В Каминск Внучек приехал два года назад. В маленьком горотделении «на три опера» сразу ушли все сотрудники.

Одного из них, бывшего начальника, отправили на пенсию по полной выслуге, а двое других, плюнув на выслугу, подали рапорт и занялись коммерческой деятельностью: открыли «салон по ремонту автомобилей». Салон этот часть каминцев именовала автосервисом, другая — более образно и коротко — «стервисом». Оба бывших опера в короткий срок обзавелись машинами, выстроили себе по коттеджу и знаться не хотели с бывшими коллегами, во-первых, и вспоминать свою собачью работу, во-вторых.

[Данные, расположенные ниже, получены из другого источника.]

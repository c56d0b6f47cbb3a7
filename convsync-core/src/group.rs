//! Conversion groups - the bidirectional synchronization engine
//!
//! A group owns the units sharing one base unit and a reentrancy lock.
//! Editing any unit fans the value out to every sibling: raw text is
//! parsed, routed through the base unit, converted into each other unit
//! and rendered under that unit's rounding policy. The lock is held for
//! the synchronous extent of one fan-out, so write-backs that re-emit
//! change events cannot re-trigger conversion.

use std::cell::Cell;
use std::collections::BTreeMap;

use thiserror::Error;
use tracing::{debug, trace};

use crate::format::{format, RoundingPolicy};
use crate::unit::{Scale, UnitDef};

/// Errors raised while assembling a group or converting between named
/// units. The edit path itself never errors; bad input is a silent no-op.
#[derive(Debug, Clone, PartialEq, Error)]
pub enum GroupError {
    /// Two units registered under the same key.
    #[error("duplicate unit key: {0}")]
    DuplicateUnit(String),
    /// The builder was finished without a base unit.
    #[error("group '{0}' has no base unit")]
    NoBaseUnit(String),
    /// A unit's scale has a zero or non-finite parameter.
    #[error("unit '{0}' has an invalid scale")]
    InvalidScale(String),
    /// Unknown unit key.
    #[error("unknown unit: {0}")]
    UnknownUnit(String),
}

/// A set of units sharing one base unit and one reentrancy lock.
///
/// All configuration is immutable after [`GroupBuilder::build`]; the only
/// mutable state is the transient `locked` flag.
#[derive(Debug)]
pub struct ConversionGroup {
    name: String,
    base_key: String,
    units: Vec<UnitDef>,
    locked: Cell<bool>,
}

impl ConversionGroup {
    /// Start building a group.
    pub fn builder(name: &str) -> GroupBuilder {
        GroupBuilder::new(name)
    }

    pub fn name(&self) -> &str {
        &self.name
    }

    /// Key of the unit whose value is the canonical representation.
    pub fn base_key(&self) -> &str {
        &self.base_key
    }

    /// Units in display order.
    pub fn units(&self) -> &[UnitDef] {
        &self.units
    }

    /// Look up a unit by key.
    pub fn unit(&self, key: &str) -> Option<&UnitDef> {
        self.units.iter().find(|u| u.key == key)
    }

    /// Handle one edit event, streaming each sibling's display string
    /// through `write`.
    ///
    /// The lock is held across the `write` calls: if writing a display
    /// string back to a surface re-emits a change event that calls back
    /// into this group, the nested call is suppressed as a no-op. Text
    /// that does not parse to a finite number is ignored without taking
    /// the lock, as is an unknown `edited_key`. The edited unit itself is
    /// never written.
    pub fn fan_out<F>(&self, edited_key: &str, raw_input: &str, mut write: F)
    where
        F: FnMut(&str, &str),
    {
        if self.locked.get() {
            trace!(group = %self.name, unit = edited_key, "reentrant edit suppressed");
            return;
        }
        let Some(edited) = self.unit(edited_key) else {
            return;
        };
        let Ok(value) = raw_input.trim().parse::<f64>() else {
            return;
        };
        if !value.is_finite() {
            return;
        }

        self.locked.set(true);
        let base = edited.scale.to_base(value);
        debug!(group = %self.name, unit = edited_key, value, base, "fan-out");
        for unit in &self.units {
            if unit.key == edited_key {
                continue;
            }
            let text = format(unit.scale.from_base(base), unit.policy);
            write(&unit.key, &text);
        }
        self.locked.set(false);
    }

    /// Handle one edit event, collecting sibling display strings into a
    /// mapping. Unparsable input and reentrant calls yield an empty map.
    pub fn on_edit(&self, edited_key: &str, raw_input: &str) -> BTreeMap<String, String> {
        let mut out = BTreeMap::new();
        self.fan_out(edited_key, raw_input, |key, text| {
            out.insert(key.to_string(), text.to_string());
        });
        out
    }

    /// Convert a numeric value between two named units, routing through
    /// the base unit.
    pub fn convert(&self, from: &str, to: &str, value: f64) -> Result<f64, GroupError> {
        let from = self
            .unit(from)
            .ok_or_else(|| GroupError::UnknownUnit(from.to_string()))?;
        let to = self
            .unit(to)
            .ok_or_else(|| GroupError::UnknownUnit(to.to_string()))?;
        Ok(to.scale.from_base(from.scale.to_base(value)))
    }
}

/// Builder validating a group's static configuration.
#[derive(Debug)]
pub struct GroupBuilder {
    name: String,
    base_key: Option<String>,
    units: Vec<UnitDef>,
}

impl GroupBuilder {
    pub fn new(name: &str) -> Self {
        GroupBuilder {
            name: name.to_string(),
            base_key: None,
            units: Vec::new(),
        }
    }

    /// Register the base unit (identity scale).
    pub fn base(mut self, key: &str, label: &str, policy: RoundingPolicy) -> Self {
        self.base_key = Some(key.to_string());
        self.units.push(UnitDef::new(key, label, Scale::IDENTITY, policy));
        self
    }

    /// Register a non-base unit.
    pub fn unit(mut self, key: &str, label: &str, scale: Scale, policy: RoundingPolicy) -> Self {
        self.units.push(UnitDef::new(key, label, scale, policy));
        self
    }

    /// Validate and finish the group.
    pub fn build(self) -> Result<ConversionGroup, GroupError> {
        let base_key = self
            .base_key
            .ok_or_else(|| GroupError::NoBaseUnit(self.name.clone()))?;
        for (i, unit) in self.units.iter().enumerate() {
            if !unit.scale.is_valid() {
                return Err(GroupError::InvalidScale(unit.key.clone()));
            }
            if self.units[..i].iter().any(|u| u.key == unit.key) {
                return Err(GroupError::DuplicateUnit(unit.key.clone()));
            }
        }
        Ok(ConversionGroup {
            name: self.name,
            base_key,
            units: self.units,
            locked: Cell::new(false),
        })
    }
}

#[cfg(test)]
mod tests {
    use super::*;

    fn test_group() -> ConversionGroup {
        ConversionGroup::builder("length")
            .base("m", "meters", RoundingPolicy::Trimmed(2))
            .unit("mm", "millimeters", Scale::linear(0.001), RoundingPolicy::Integer)
            .unit("km", "kilometers", Scale::linear(1000.0), RoundingPolicy::Trimmed(3))
            .build()
            .unwrap()
    }

    #[test]
    fn test_edit_fans_out_to_siblings() {
        let group = test_group();
        let out = group.on_edit("m", "1");
        assert_eq!(out.get("mm").map(String::as_str), Some("1000"));
        assert_eq!(out.get("km").map(String::as_str), Some("0.001"));
        assert!(!out.contains_key("m"), "edited field must not be overwritten");
    }

    #[test]
    fn test_edit_from_non_base_unit() {
        let group = test_group();
        let out = group.on_edit("km", "2.5");
        assert_eq!(out.get("m").map(String::as_str), Some("2500"));
        assert_eq!(out.get("mm").map(String::as_str), Some("2500000"));
    }

    #[test]
    fn test_unparsable_input_is_silent() {
        let group = test_group();
        assert!(group.on_edit("m", "abc").is_empty());
        assert!(group.on_edit("m", "").is_empty());
        assert!(group.on_edit("m", "1.2.3").is_empty());
        assert!(group.on_edit("m", "inf").is_empty());
        assert!(group.on_edit("m", "NaN").is_empty());
    }

    #[test]
    fn test_unknown_unit_is_silent() {
        let group = test_group();
        assert!(group.on_edit("furlong", "1").is_empty());
    }

    #[test]
    fn test_whitespace_tolerated() {
        let group = test_group();
        let out = group.on_edit("m", "  1.5 ");
        assert_eq!(out.get("mm").map(String::as_str), Some("1500"));
    }

    #[test]
    fn test_zero_and_negative_propagate() {
        let group = test_group();
        assert_eq!(group.on_edit("m", "0").get("km").map(String::as_str), Some("0"));
        assert_eq!(group.on_edit("m", "-500").get("km").map(String::as_str), Some("-0.5"));
    }

    #[test]
    fn test_no_op_edit_is_idempotent() {
        let group = test_group();
        let first = group.on_edit("km", "0.001");
        let second = group.on_edit("km", "0.001");
        assert_eq!(first, second);
    }

    #[test]
    fn test_reentrant_call_returns_empty() {
        let group = test_group();
        let mut nested_checked = false;
        group.fan_out("m", "1", |key, text| {
            // a write-back that immediately edits the sibling must be a no-op
            assert!(group.on_edit(key, text).is_empty());
            nested_checked = true;
        });
        assert!(nested_checked);
        // lock released after the fan-out completes
        assert!(!group.on_edit("m", "1").is_empty());
    }

    #[test]
    fn test_convert_between_units() {
        let group = test_group();
        let km = group.convert("mm", "km", 2_000_000.0).unwrap();
        assert!((km - 2.0).abs() < 1e-9);
        assert_eq!(
            group.convert("m", "furlong", 1.0),
            Err(GroupError::UnknownUnit("furlong".to_string()))
        );
    }

    #[test]
    fn test_builder_rejects_duplicate_keys() {
        let err = ConversionGroup::builder("g")
            .base("m", "meters", RoundingPolicy::Trimmed(2))
            .unit("m", "meters again", Scale::linear(2.0), RoundingPolicy::Integer)
            .build()
            .unwrap_err();
        assert_eq!(err, GroupError::DuplicateUnit("m".to_string()));
    }

    #[test]
    fn test_builder_requires_base() {
        let err = ConversionGroup::builder("g")
            .unit("mm", "millimeters", Scale::linear(0.001), RoundingPolicy::Integer)
            .build()
            .unwrap_err();
        assert_eq!(err, GroupError::NoBaseUnit("g".to_string()));
    }

    #[test]
    fn test_builder_rejects_invalid_scale() {
        let err = ConversionGroup::builder("g")
            .base("m", "meters", RoundingPolicy::Trimmed(2))
            .unit("broken", "broken", Scale::linear(0.0), RoundingPolicy::Integer)
            .build()
            .unwrap_err();
        assert_eq!(err, GroupError::InvalidScale("broken".to_string()));
    }
}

Впрочем, те двое ушли не одновременно с начальником, а месяц спустя, поскольку каждый из них надеялся, что займет освободившееся место. Но кадры посчитали опасным назначать одного начальником над другим, и в Каминск прибыл Карнаухов Владимир Ксенофонтович, который и возглавил Каминское отделение.

Всем был хорош Владимир Ксенофонтович, высок, строен, одет по последней моде, мог долго говорить, но… не любил работать. Впрочем, он и не мог работать, потому что не обладал контактностью. И остается только удивляться, как мог попасть в органы КГБ человек, не способный установить контакт с другим человеком. Хотя чему удивляться: органы не оркестр — это в оркестр не могут попасть люди, лишенные музыкального слуха.

За полтора десятка лет он прошел все отделы управления, начальники которых всегда старались от него избавиться, пока не задержался в бывшей пятерке[23], где сел на «золотую жилу» — обеспечение медицинских учреждений.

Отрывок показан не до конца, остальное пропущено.